Et son parfum ! Qu'importe son physique, son parfum est à lui tout seul source de richesse. La déesse Aphrodite elle-même ne pourrait en porter de plus exquis. Sais-tu, petite innocente, comme tu es envoûtante ? Comment ton odeur pourrait rendre fou n'importe quel homme en ta présence ? Serais-je en train de le devenir moi-même ? Qu'importe, si ma punition pour avoir humé ton parfum est la damnation, alors que je sois damné sur le champ. Bel ange, luxurieuse succube qui s'ignore. Tu ne connais rien de ta beauté. Tu fais fi des regards qui se posent sur toi. Tu dois penser que ces compliments sont des pièges destinés à te leurrer. Me permettras-tu à moi, simple mortel sans vie, de te glisser quelques éloges à l'oreille ? Tu es souffrance chère. Souffrance pour le pauvre imbécile qui, comme moi, se prend au piège de ta senteur et ne pourra jamais espérer rien de plus que te regarder.

Tu t'avances dans ma direction. Mon cœur, faible organe, tressaute à ton approche. Je me prends à souhaiter que tu me remarqueras, que peut-être, te sentant observée, tu lèveras tes yeux vers moi. Si c'est le cas, ne prend pas peur de cet homme qui te fixe avec un regard brûlant de désir, d'admiration, de douleur, car je ne te veux pas de mal. Personne ne pourrait blesser cette incarnation de pureté que tu es. Non, ne prend pas peur de l'homme démuni et faible qui te fais face, je ne veux pas te faire souffrir, je veux te vénérer. Toi qui, en une bouffée de ton divin parfum, a réussi à rendre à ma vie le sens qui lui manquait. Jamais je n'aurai pensé que ce qu'il me manquait se trouvait dans le monde moldu. Jamais je n'aurai cru qu'une moldue puisse me réveiller de ma léthargie, alors que je vis depuis des années comme un mort. C'est miracle, et tu es forcément ange pour avoir réussi à accomplir cette tâche ardue.

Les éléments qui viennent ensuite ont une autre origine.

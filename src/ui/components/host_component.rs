//! Demo host: an employee roster that confirms new hires with a dialog.
//!
//! The host owns the dialog's open flag. Pressing `n` records a new employee
//! and opens the confirmation dialog; the dialog only ever asks to be closed
//! through its callback, and the host applies that request on its next
//! update. Background scrolling is refused while the document scroll lock
//! is held.

use super::dialog_component::{Dialog, DialogOptions, DialogProps, OnClose};
use super::dialogs::common::{create_instructions_paragraph, shortcuts};
use super::dialogs::PortalLayer;
use crate::config::Config;
use crate::constants::{
    DIALOG_BUTTON_OK, DIALOG_MESSAGE_EMPLOYEE_CREATED, DIALOG_TITLE_EMPLOYEE_CREATED, DISMISS_MARKER, HOST_TITLE,
};
use crate::document::{Document, ElementSpec, NodeId};
use crate::icons::IconService;
use crate::logger::Logger;
use crate::ui::core::{Action, Component};
use crate::ui::layout::LayoutManager;
use crossterm::event::{KeyCode, KeyEvent, MouseEvent, MouseEventKind};
use ratatui::{
    layout::Rect,
    style::{Color, Style},
    text::Line,
    widgets::{Block, BorderType, Borders, List, ListItem, Paragraph, Scrollbar, ScrollbarOrientation, ScrollbarState},
    Frame,
};
use std::cell::Cell;
use std::rc::Rc;

/// A roster entry
#[derive(Debug, Clone, PartialEq, Eq)]
pub struct Employee {
    pub first_name: String,
    pub last_name: String,
    pub department: String,
    pub start_date: String,
}

impl Employee {
    pub fn new(first_name: &str, last_name: &str, department: &str, start_date: &str) -> Self {
        Self {
            first_name: first_name.to_string(),
            last_name: last_name.to_string(),
            department: department.to_string(),
            start_date: start_date.to_string(),
        }
    }

    pub fn display_name(&self) -> String {
        format!("{} {}", self.first_name, self.last_name)
    }
}

const SAMPLE_ROSTER: &[(&str, &str, &str, &str)] = &[
    ("Ada", "Lovelace", "Engineering", "2021-03-01"),
    ("Grace", "Hopper", "Engineering", "2020-11-16"),
    ("Alan", "Turing", "Legal", "2022-01-10"),
    ("Katherine", "Johnson", "Sales", "2019-07-22"),
    ("Edsger", "Dijkstra", "Marketing", "2023-05-02"),
    ("Barbara", "Liskov", "Human Resources", "2018-09-03"),
];

pub struct HostComponent {
    document: Document,
    dialog: Dialog,
    config: Config,
    icons: IconService,
    logger: Logger,
    host_root: NodeId,
    employees: Vec<Employee>,
    scroll_offset: usize,
    dialog_open: bool,
    close_requested: Rc<Cell<bool>>,
    on_close: OnClose,
}

impl HostComponent {
    pub fn new(config: Config, logger: Logger) -> Self {
        let document = Document::new();
        // The host's own subtree; the dialog must never render in here
        let host_root = document.create_element("main");
        let icons = IconService::new(config.ui.icon_theme);
        let dialog = Dialog::with_icons(document.clone(), icons.clone());
        let close_requested = Rc::new(Cell::new(false));
        let flag = Rc::clone(&close_requested);

        Self {
            document,
            dialog,
            config,
            icons,
            logger,
            host_root,
            employees: SAMPLE_ROSTER
                .iter()
                .map(|(first, last, department, start)| Employee::new(first, last, department, start))
                .collect(),
            scroll_offset: 0,
            dialog_open: false,
            close_requested,
            on_close: Rc::new(move || flag.set(true)),
        }
    }

    pub fn document(&self) -> &Document {
        &self.document
    }

    pub fn dialog(&self) -> &Dialog {
        &self.dialog
    }

    pub fn host_root(&self) -> NodeId {
        self.host_root
    }

    pub fn employees(&self) -> &[Employee] {
        &self.employees
    }

    pub fn scroll_offset(&self) -> usize {
        self.scroll_offset
    }

    pub fn is_dialog_open(&self) -> bool {
        self.dialog_open
    }

    /// Props for the confirmation dialog in the current host state
    pub fn dialog_props(&self) -> DialogProps {
        DialogProps::new(self.dialog_open, Rc::clone(&self.on_close))
            .title(DIALOG_TITLE_EMPLOYEE_CREATED)
            .child(ElementSpec::paragraph(DIALOG_MESSAGE_EMPLOYEE_CREATED))
            .child(ElementSpec::button(DIALOG_BUTTON_OK).attr(DISMISS_MARKER, ""))
            .options(DialogOptions::from(&self.config.dialog))
    }

    /// Render pass for the dialog, kept separate from painting
    pub fn sync_dialog(&mut self) {
        let props = self.dialog_props();
        if let Err(e) = self.dialog.render(&props) {
            log::error!("Dialog render failed: {}", e);
        }
    }

    fn take_close_request(&self) -> Action {
        if self.close_requested.replace(false) {
            Action::CloseDialog
        } else {
            Action::None
        }
    }

    fn add_employee(&mut self) {
        let (first, last, department, start) = SAMPLE_ROSTER[self.employees.len() % SAMPLE_ROSTER.len()];
        let employee = Employee::new(first, last, department, start);
        log::info!(
            "{} Employee created: {} ({})",
            self.icons.success(),
            employee.display_name(),
            employee.department
        );
        self.employees.push(employee);
    }

    fn scroll_by(&mut self, delta: isize) {
        if self.document.is_scroll_locked() {
            log::debug!("Scroll ignored while the dialog holds the scroll lock");
            return;
        }
        let max_offset = self.employees.len().saturating_sub(1);
        self.scroll_offset = self.scroll_offset.saturating_add_signed(delta).min(max_offset);
    }

    fn render_roster(&self, f: &mut Frame, area: Rect) {
        let items: Vec<ListItem> = self
            .employees
            .iter()
            .skip(self.scroll_offset)
            .map(|employee| {
                ListItem::new(Line::from(format!(
                    "{} {:<24} {:<18} {}",
                    self.icons.list_item(),
                    employee.display_name(),
                    employee.department,
                    employee.start_date
                )))
            })
            .collect();

        let title = if self.document.is_scroll_locked() {
            format!(" {} {} ", HOST_TITLE, self.icons.locked())
        } else {
            format!(" {} ", HOST_TITLE)
        };
        let block = Block::default()
            .borders(Borders::ALL)
            .border_type(BorderType::Rounded)
            .title(title)
            .style(Style::default().fg(Color::Gray));
        f.render_widget(List::new(items).block(block), area);

        let visible = area.height.saturating_sub(2) as usize;
        if self.employees.len() > visible {
            let mut state = ScrollbarState::new(self.employees.len())
                .viewport_content_length(visible)
                .position(self.scroll_offset);
            let scrollbar_area = Rect::new(
                area.right().saturating_sub(1),
                area.y.saturating_add(1),
                1,
                area.height.saturating_sub(2),
            );
            f.render_stateful_widget(
                Scrollbar::new(ScrollbarOrientation::VerticalRight).style(Style::default().fg(Color::DarkGray)),
                scrollbar_area,
                &mut state,
            );
        }
    }

    fn render_status(&self, f: &mut Frame, area: Rect) {
        let status = if self.dialog_open {
            create_instructions_paragraph(&[shortcuts::ESC_CLOSE, shortcuts::SEPARATOR, shortcuts::ENTER_CONFIRM])
        } else if let Some(latest) = self.logger.latest_at(log::Level::Info) {
            Paragraph::new(format!("{} {}", self.icons.info(), latest)).style(Style::default().fg(Color::Gray))
        } else {
            create_instructions_paragraph(&[
                shortcuts::NEW_EMPLOYEE,
                shortcuts::SEPARATOR,
                shortcuts::SCROLL,
                shortcuts::SEPARATOR,
                shortcuts::QUIT,
            ])
        };
        f.render_widget(status, area);
    }
}

impl Component for HostComponent {
    fn init(&mut self) -> anyhow::Result<()> {
        let body = self.document.body();
        self.document.append_child(body, self.host_root)?;
        Ok(())
    }

    fn handle_key_events(&mut self, key: KeyEvent) -> Action {
        self.document.dispatch_key(&key);
        if let Action::CloseDialog = self.take_close_request() {
            return Action::CloseDialog;
        }
        if self.dialog_open {
            return Action::None;
        }

        match key.code {
            KeyCode::Char('n') => Action::OpenDialog,
            KeyCode::Char('j') | KeyCode::Down => Action::ScrollDown,
            KeyCode::Char('k') | KeyCode::Up => Action::ScrollUp,
            KeyCode::Home | KeyCode::Char('g') => Action::ScrollToTop,
            KeyCode::End | KeyCode::Char('G') => Action::ScrollToBottom,
            KeyCode::Char('q') => Action::Quit,
            _ => Action::None,
        }
    }

    fn handle_mouse_events(&mut self, mouse: MouseEvent) -> Action {
        match self.document.dispatch_mouse(&mouse) {
            Ok(_) => {}
            Err(e) => log::warn!("Mouse dispatch failed: {}", e),
        }
        if let Action::CloseDialog = self.take_close_request() {
            return Action::CloseDialog;
        }

        match mouse.kind {
            MouseEventKind::ScrollDown => Action::ScrollDown,
            MouseEventKind::ScrollUp => Action::ScrollUp,
            _ => Action::None,
        }
    }

    fn update(&mut self, action: Action) -> Action {
        match action {
            Action::OpenDialog => {
                self.add_employee();
                self.dialog_open = true;
                self.sync_dialog();
                Action::None
            }
            Action::CloseDialog => {
                self.dialog_open = false;
                self.sync_dialog();
                Action::None
            }
            Action::ScrollUp => {
                self.scroll_by(-1);
                Action::None
            }
            Action::ScrollDown => {
                self.scroll_by(1);
                Action::None
            }
            Action::ScrollToTop => {
                self.scroll_by(isize::MIN);
                Action::None
            }
            Action::ScrollToBottom => {
                self.scroll_by(isize::MAX);
                Action::None
            }
            _ => action,
        }
    }

    fn render(&mut self, f: &mut Frame, rect: Rect) {
        let [list_area, status_area] = LayoutManager::main_layout(rect);
        self.render_roster(f, list_area);
        self.render_status(f, status_area);

        self.sync_dialog();
        f.render_widget(PortalLayer::new(&self.document).config(&self.config), rect);
    }
}
//! Shared attachment points for content rendered outside the host tree.

use super::{DocumentState, NodeId};
use std::cell::RefCell;
use std::rc::Weak;

#[derive(Debug)]
pub(crate) struct PortalEntry {
    pub node: NodeId,
    pub refs: usize,
    /// Created by the registry rather than adopted from the host
    pub owned: bool,
}

/// One reference to a portal anchor.
///
/// The anchor node is created under the body by the first acquisition and
/// removed when the last handle is dropped. An element the host created
/// with the same id is adopted and left in place on release.
#[must_use = "dropping the handle releases the anchor"]
#[derive(Debug)]
pub struct PortalHandle {
    state: Weak<RefCell<DocumentState>>,
    anchor_id: String,
    node: NodeId,
}

impl PortalHandle {
    pub(crate) fn new(state: Weak<RefCell<DocumentState>>, anchor_id: String, node: NodeId) -> Self {
        Self {
            state,
            anchor_id,
            node,
        }
    }

    pub fn node(&self) -> NodeId {
        self.node
    }

    pub fn anchor_id(&self) -> &str {
        &self.anchor_id
    }
}

impl Drop for PortalHandle {
    fn drop(&mut self) {
        if let Some(state) = self.state.upgrade() {
            state.borrow_mut().release_portal(&self.anchor_id);
        }
    }
}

Tu avances encore vers moi. Tous tes mouvements ne sont que grâce et élégance. Faut-il que les gens autour de nous soient totalement extérieurs à cette réalité pour ne pas avoir remarqué l'incarnation divine qui est parmi eux ! Tu es tellement près maintenant, si près. Je pourrais presque te toucher. Mais je ne le ferai pas, de peur que tu ne t'effaces, que tu ne te brises, que tu ne disparaisses. Je me contente d'essayer de capter ton regard dans le mien. J'aimerais voir ce que reflèteront tes yeux lorsqu'ils se poseront sur moi pour la première fois. Je voudrais posséder un peu du bonheur qui doit irradier tes iris, pour réchauffer mon cœur et apaiser mon âme. Fous tous les deux de contempler autant de beauté d'un coup.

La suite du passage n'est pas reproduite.